Much of the world’s attention focuses on building fulfilling relationships with other people, whether it is with a significant other, business partners, friends, or family members. One search on google will yield many results on how to keep these bonds intact and healthy. Rarely do we hear about the most fundamental relationship a person must nurture: the one with ourselves.
How you treat yourself determines how you interact with other people and the environment. If you don’t have a good relationship with yourself and care for your needs, you won’t be able to have the energy to take care of others. As an example, imagine yourself as a hospital trying to meet the demands of your patients.

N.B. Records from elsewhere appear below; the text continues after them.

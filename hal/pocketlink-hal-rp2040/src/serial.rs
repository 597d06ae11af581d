//! Host serial port
//!
//! Wraps a buffered UART. The interrupt handler fills the RX ring in the
//! background; the dispatcher drains it one byte at a time without blocking.

use embassy_rp::uart::{self, BufferedUart};
use embedded_io::{Read, ReadReady, Write};
use pocketlink_hal::serial::{DataBits, Parity, SerialConfig, StopBits};
use pocketlink_hal::{SerialRx, SerialTx};

/// UART line errors
#[derive(Debug, Clone, Copy, PartialEq, Eq)]
#[cfg_attr(feature = "defmt", derive(defmt::Format))]
pub enum SerialError {
    Overrun,
    Break,
    Parity,
    Framing,
    Other,
}

impl From<uart::Error> for SerialError {
    fn from(err: uart::Error) -> Self {
        match err {
            uart::Error::Overrun => SerialError::Overrun,
            uart::Error::Break => SerialError::Break,
            uart::Error::Parity => SerialError::Parity,
            uart::Error::Framing => SerialError::Framing,
            _ => SerialError::Other,
        }
    }
}

/// Translate the shared line settings into an embassy UART config
pub fn uart_config(config: &SerialConfig) -> uart::Config {
    let mut cfg = uart::Config::default();
    cfg.baudrate = config.baudrate;
    cfg.data_bits = match config.data_bits {
        DataBits::Seven => uart::DataBits::DataBits7,
        DataBits::Eight => uart::DataBits::DataBits8,
    };
    cfg.parity = match config.parity {
        Parity::None => uart::Parity::ParityNone,
        Parity::Even => uart::Parity::ParityEven,
        Parity::Odd => uart::Parity::ParityOdd,
    };
    cfg.stop_bits = match config.stop_bits {
        StopBits::One => uart::StopBits::STOP1,
        StopBits::Two => uart::StopBits::STOP2,
    };
    cfg
}

/// UART connected to the desktop host
pub struct HostUart {
    uart: BufferedUart,
}

impl HostUart {
    pub fn new(uart: BufferedUart) -> Self {
        Self { uart }
    }
}

impl SerialTx for HostUart {
    type Error = SerialError;

    fn write_blocking(&mut self, data: &[u8]) -> Result<(), Self::Error> {
        self.uart.write_all(data).map_err(SerialError::from)
    }

    fn flush(&mut self) -> Result<(), Self::Error> {
        Write::flush(&mut self.uart).map_err(SerialError::from)
    }
}

impl SerialRx for HostUart {
    type Error = SerialError;

    fn try_read_byte(&mut self) -> Result<Option<u8>, Self::Error> {
        if !self.uart.read_ready()? {
            return Ok(None);
        }
        let mut byte = [0u8; 1];
        match self.uart.read(&mut byte)? {
            0 => Ok(None),
            _ => Ok(Some(byte[0])),
        }
    }
}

Without the proper facilities and physician staffing, the hospital won’t be able to function well. Everyone will be run ragged to the ground, and the quality of healthcare will suffer. The same is true if you focus too much on others without considering yourself. You’ll get burned out sooner than later.
One of the primary methods of having a healthy relationship with yourself is improving your self-talk. That inner dialogue can make or break one’s confidence in achieving success and enacting change. It can also lead to increased chances of depression, Alzheimer’s disease, and a weakened immune system. Thankfully, people can train themselves to minimize negative self-talk, and the first step is to become aware of one’s favorites. Do you find yourself guilty of these common phrases?
“I’m not good enough.”
Feeling inadequate is a typical human experience. Even the best athletes and the most successful people are not exempted from low self-worth. They just managed not to dwell with these negative thoughts and do their best to pursue their goals. There are many reasons why people feel they are not good enough, usually stemming from negative experiences from childhood. Being bullied, criticized, and neglected will form core beliefs that you don’t have what it takes to be successful, loved, and appreciated. Your inner voice will always be critical and judgmental if that’s the only thing you’re used to hearing.
“I have to be perfect.”
Expecting to be perfect all the time is an unhealthy way of thinking. You become critical of yourself and your work even if others like it. Sometimes, you won’t try or start things in fear of failure. The popularity of social media certainly hasn’t helped curbed this expectation of becoming perfect. People’s news feeds are filled with pictures of success, achieving goals, and traveling to beautiful places. It’s easy to think that everything in that person’s life is perfect. However, those public pronouncements can be exaggerated and overblown. The painstaking effort done by the person to reach their goals is also not shown.
“It’s my fault.”
Part of growth is taking personal responsibility for one’s decisions and actions. However, accepting one’s fault becomes toxic if you believe that you are also accountable for the actions of others. This kind of negative thinking is called personalization. You take things personally, thinking that you are the cause of something wrong happening even if it’s an external event outside of your control. Self-talk like this happens when other people are always blaming you for their mistakes and mishaps. The truth of the matter is that others are also responsible for their actions and reactions.
A person’s inner dialogue plays a significant part in how they relate to the world and others. Being mindful of one’s self-talk will help boost confidence and improve mental health.